DATA IN THIS EXERCISE:
[Start of section]

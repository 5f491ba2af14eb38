use std::io::{self, BufRead, Write as _};
use std::path::Path;

use colored::Colorize;
use comfy_table::{ContentArrangement, Table};

use generala_engine::{
    Category, DICE_COUNT, DieSource, GameSession, Leaderboard, Phase, RandomDice, Theme, UNROLLED,
};

pub fn run(theme_path: &Path, scores_path: &Path, seed: Option<u64>) -> Result<(), String> {
    let theme = super::load_active_theme(theme_path)?;
    let board = Leaderboard::new(scores_path);
    let stdin = io::stdin();
    let mut input = stdin.lock();

    println!();
    println!(
        "  {} {}",
        "Generala".bold(),
        format!("— playing theme '{}'", theme.name).dimmed()
    );

    loop {
        let session = match seed {
            Some(seed) => GameSession::new(RandomDice::seeded(seed)),
            None => GameSession::new(RandomDice::new()),
        };
        if !play_match(session, &theme, &board, &mut input)? {
            return Ok(());
        }
        if !ask_yes(&mut input, "Play another match? [y/N] ")? {
            return Ok(());
        }
    }
}

/// Drive one match to its end. Returns false when the player quits
/// mid-match (nothing is recorded in that case).
fn play_match<D: DieSource>(
    mut session: GameSession<D>,
    theme: &Theme,
    board: &Leaderboard,
    input: &mut impl BufRead,
) -> Result<bool, String> {
    while !session.is_over() {
        println!();
        println!("  {}", "--- New round ---".bold());
        session.roll(&[]);

        if session.state().served_generala() && session.state().is_open(Category::FiveOfAKind) {
            print_sheet(&session, theme);
            print_dice(&session, theme);
            let points = session
                .assign_category(Category::FiveOfAKind, theme)
                .map_err(|e| e.to_string())?;
            println!();
            println!("  {}", "SERVED GENERALA! An outright win!".green().bold());
            println!(
                "  Scored {points} points in '{}'.",
                theme.category_name(Category::FiveOfAKind)
            );
            continue;
        }

        while session.phase() == Phase::AwaitingReroll {
            print_sheet(&session, theme);
            print_dice(&session, theme);
            let command = read_line(input, "ENTER to roll again, 'q' to leave the match: ")?;
            if command.eq_ignore_ascii_case("q") {
                println!("  Leaving the match.");
                return Ok(false);
            }
            let keep = read_line(input, "Dice to keep (1-5, comma separated, ENTER for none): ")?;
            session.roll(&parse_keep(&keep));
        }

        print_sheet(&session, theme);
        print_dice(&session, theme);
        let category = choose_category(&session, theme, input)?;
        let points = session
            .assign_category(category, theme)
            .map_err(|e| e.to_string())?;
        println!(
            "  Scored {points} points in '{}'.",
            theme.category_name(category)
        );
    }

    let total = session.final_score();
    println!();
    println!("  {}", "=== Match over ===".bold());
    print_sheet(&session, theme);
    println!("  Final score: {}", total.to_string().bold());

    let name = read_line(input, "Name for the scoreboard: ")?;
    let name = if name.is_empty() { "Anonymous" } else { &name };
    board.record(name, total).map_err(|e| e.to_string())?;
    println!("  Score saved to {}.", board.path().display());
    Ok(true)
}

fn choose_category<D: DieSource>(
    session: &GameSession<D>,
    theme: &Theme,
    input: &mut impl BufRead,
) -> Result<Category, String> {
    let possible = session.possible_scores(theme);
    println!();
    println!("  {}", "Possible plays".bold().underline());
    for (i, (category, points)) in possible.iter().enumerate() {
        println!(
            "  {:>2}) {:<24} {:>4} pts",
            i + 1,
            theme.category_name(*category),
            points
        );
    }
    loop {
        let text = read_line(input, "Category number to score: ")?;
        if let Ok(choice) = text.parse::<usize>()
            && (1..=possible.len()).contains(&choice)
        {
            return Ok(possible[choice - 1].0);
        }
        println!("  Invalid choice.");
    }
}

/// Parse 1-based dice positions; anything unparseable is dropped.
fn parse_keep(text: &str) -> Vec<usize> {
    text.split(',')
        .filter_map(|part| part.trim().parse::<usize>().ok())
        .filter(|position| (1..=DICE_COUNT).contains(position))
        .map(|position| position - 1)
        .collect()
}

fn print_sheet<D: DieSource>(session: &GameSession<D>, theme: &Theme) {
    let mut table = Table::new();
    table.set_content_arrangement(ContentArrangement::Dynamic);
    table.set_header(vec!["Category", "Points"]);
    for category in Category::ALL {
        let points = match session.state().score(category) {
            Some(points) => points.to_string(),
            None => "-".to_string(),
        };
        table.add_row(vec![theme.category_name(category).to_string(), points]);
    }
    table.add_row(vec!["TOTAL".to_string(), session.total_score().to_string()]);
    println!("{table}");
}

fn print_dice<D: DieSource>(session: &GameSession<D>, theme: &Theme) {
    let hand = session.state().dice();
    let values: Vec<String> = hand.iter().map(u8::to_string).collect();
    let symbols: Vec<String> = hand
        .iter()
        .map(|&face| {
            if face == UNROLLED {
                "?".to_string()
            } else {
                theme.die_symbol(face).to_string()
            }
        })
        .collect();
    println!("  Dice : {}", values.join("  ").bold());
    println!("  Theme: {}", symbols.join(" | "));
    println!("  Rolls left: {}", session.state().rolls_remaining());
}

fn read_line(input: &mut impl BufRead, prompt: &str) -> Result<String, String> {
    print!("{prompt}");
    io::stdout().flush().map_err(|e| e.to_string())?;
    let mut line = String::new();
    let read = input.read_line(&mut line).map_err(|e| e.to_string())?;
    if read == 0 {
        return Err("unexpected end of input".to_string());
    }
    Ok(line.trim().to_string())
}

fn ask_yes(input: &mut impl BufRead, prompt: &str) -> Result<bool, String> {
    Ok(read_line(input, prompt)?.eq_ignore_ascii_case("y"))
}

#[cfg(test)]
mod tests {
    use super::*;

    #[test]
    fn keep_positions_are_one_based() {
        assert_eq!(parse_keep("1,3,5"), vec![0, 2, 4]);
        assert_eq!(parse_keep(" 2 , 4 "), vec![1, 3]);
    }

    #[test]
    fn keep_drops_garbage_and_out_of_range() {
        assert_eq!(parse_keep(""), Vec::<usize>::new());
        assert_eq!(parse_keep("0,6,99"), Vec::<usize>::new());
        assert_eq!(parse_keep("a,2,!"), vec![1]);
    }
}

[End of section]

AIM OF THE EXERCISE:
What lines of the material above contain "stdin"? Return each of them.

REPLY:
    let stdin = io::stdin();
    let mut input = stdin.lock();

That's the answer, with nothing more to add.